## Your task
Transcribe the records word for word, beginning with the first line and ending with the line that contains "use super::seeders::Seeder;"; include nothing else.

━━ Source data

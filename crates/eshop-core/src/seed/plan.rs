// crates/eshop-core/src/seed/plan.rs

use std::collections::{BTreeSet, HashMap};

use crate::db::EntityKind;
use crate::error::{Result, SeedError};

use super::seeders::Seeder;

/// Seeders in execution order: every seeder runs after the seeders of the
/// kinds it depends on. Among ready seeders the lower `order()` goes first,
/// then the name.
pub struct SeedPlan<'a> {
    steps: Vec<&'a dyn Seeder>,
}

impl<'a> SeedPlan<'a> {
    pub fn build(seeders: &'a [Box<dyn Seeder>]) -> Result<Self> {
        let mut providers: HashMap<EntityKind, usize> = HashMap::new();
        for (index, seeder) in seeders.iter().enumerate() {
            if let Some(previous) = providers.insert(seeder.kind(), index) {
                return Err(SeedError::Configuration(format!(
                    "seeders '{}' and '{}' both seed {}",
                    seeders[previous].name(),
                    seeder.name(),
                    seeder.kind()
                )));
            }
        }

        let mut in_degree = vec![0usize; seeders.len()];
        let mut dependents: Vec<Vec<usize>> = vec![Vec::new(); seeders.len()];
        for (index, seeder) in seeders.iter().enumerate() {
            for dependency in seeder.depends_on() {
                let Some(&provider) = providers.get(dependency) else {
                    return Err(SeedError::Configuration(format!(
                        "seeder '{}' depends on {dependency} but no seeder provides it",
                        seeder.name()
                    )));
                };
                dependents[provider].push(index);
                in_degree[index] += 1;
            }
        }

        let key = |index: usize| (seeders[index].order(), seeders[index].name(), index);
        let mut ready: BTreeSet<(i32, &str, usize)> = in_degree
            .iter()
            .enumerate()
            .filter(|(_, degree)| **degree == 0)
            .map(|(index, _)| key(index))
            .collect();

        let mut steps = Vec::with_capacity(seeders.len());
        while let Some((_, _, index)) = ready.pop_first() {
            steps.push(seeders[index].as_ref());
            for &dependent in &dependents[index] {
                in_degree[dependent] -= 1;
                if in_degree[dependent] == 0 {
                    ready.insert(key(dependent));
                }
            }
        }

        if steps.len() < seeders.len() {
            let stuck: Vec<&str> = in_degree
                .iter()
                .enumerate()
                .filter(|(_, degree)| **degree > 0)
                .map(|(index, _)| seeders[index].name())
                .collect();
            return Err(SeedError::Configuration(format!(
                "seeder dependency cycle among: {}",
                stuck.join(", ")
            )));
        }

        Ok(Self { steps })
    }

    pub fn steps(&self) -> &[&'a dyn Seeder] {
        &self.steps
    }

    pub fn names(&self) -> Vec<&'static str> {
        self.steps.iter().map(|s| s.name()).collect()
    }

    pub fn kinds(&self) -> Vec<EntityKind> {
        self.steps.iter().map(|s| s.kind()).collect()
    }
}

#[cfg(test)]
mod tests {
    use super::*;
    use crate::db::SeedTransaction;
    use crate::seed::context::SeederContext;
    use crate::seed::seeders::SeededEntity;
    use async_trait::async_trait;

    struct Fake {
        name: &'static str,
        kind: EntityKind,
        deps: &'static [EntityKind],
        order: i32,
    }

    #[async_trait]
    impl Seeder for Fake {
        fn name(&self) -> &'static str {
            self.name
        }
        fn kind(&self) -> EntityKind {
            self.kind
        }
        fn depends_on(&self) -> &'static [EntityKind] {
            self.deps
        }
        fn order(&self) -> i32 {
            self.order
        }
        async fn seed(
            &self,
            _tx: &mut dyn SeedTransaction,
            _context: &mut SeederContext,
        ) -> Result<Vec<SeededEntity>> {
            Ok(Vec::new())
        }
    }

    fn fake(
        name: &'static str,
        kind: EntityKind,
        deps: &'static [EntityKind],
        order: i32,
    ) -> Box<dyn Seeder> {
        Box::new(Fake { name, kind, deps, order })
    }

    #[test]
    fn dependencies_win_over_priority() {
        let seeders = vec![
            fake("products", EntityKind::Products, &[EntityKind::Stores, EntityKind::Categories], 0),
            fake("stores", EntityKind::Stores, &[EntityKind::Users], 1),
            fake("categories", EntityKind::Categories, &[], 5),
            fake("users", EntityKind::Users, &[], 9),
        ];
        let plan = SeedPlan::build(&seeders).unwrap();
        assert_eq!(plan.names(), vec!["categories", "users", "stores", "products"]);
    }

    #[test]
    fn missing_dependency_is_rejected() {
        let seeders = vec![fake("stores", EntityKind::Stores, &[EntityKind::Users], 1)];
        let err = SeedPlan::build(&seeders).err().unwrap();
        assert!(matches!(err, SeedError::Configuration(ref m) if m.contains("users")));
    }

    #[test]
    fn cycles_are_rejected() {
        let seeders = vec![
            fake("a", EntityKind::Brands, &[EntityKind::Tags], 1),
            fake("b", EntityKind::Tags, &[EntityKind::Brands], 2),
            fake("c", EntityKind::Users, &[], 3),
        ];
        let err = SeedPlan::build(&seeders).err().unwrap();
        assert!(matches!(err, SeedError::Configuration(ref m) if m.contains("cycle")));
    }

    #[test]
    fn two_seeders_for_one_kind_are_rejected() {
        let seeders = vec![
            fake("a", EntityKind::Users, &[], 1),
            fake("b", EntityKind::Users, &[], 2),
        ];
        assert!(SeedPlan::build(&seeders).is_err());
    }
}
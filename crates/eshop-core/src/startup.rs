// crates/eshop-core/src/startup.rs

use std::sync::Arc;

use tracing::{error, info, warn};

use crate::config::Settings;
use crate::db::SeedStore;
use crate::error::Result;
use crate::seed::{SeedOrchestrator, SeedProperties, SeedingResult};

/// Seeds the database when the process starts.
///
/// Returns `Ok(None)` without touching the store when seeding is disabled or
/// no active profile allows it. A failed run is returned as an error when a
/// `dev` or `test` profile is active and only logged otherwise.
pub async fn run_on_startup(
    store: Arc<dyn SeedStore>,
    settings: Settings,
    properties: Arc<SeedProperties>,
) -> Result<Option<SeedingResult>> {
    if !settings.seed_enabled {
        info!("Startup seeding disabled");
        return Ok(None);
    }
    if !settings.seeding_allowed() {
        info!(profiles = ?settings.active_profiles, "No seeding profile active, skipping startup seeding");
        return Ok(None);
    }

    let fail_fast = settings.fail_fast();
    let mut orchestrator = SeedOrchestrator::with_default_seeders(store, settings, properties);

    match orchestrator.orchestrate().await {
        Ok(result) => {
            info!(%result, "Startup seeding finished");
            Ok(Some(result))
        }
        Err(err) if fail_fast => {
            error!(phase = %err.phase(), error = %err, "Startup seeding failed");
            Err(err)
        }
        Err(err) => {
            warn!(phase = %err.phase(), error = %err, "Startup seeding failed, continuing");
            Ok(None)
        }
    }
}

━━━━

## Written solution
filename crates/eshop-core/src/seed/plan.rs
// crates/eshop-core/src/seed/plan.rs

use std::collections::{BTreeSet, HashMap};

use crate::db::EntityKind;
use crate::error::{Result, SeedError};

use super::seeders::Seeder;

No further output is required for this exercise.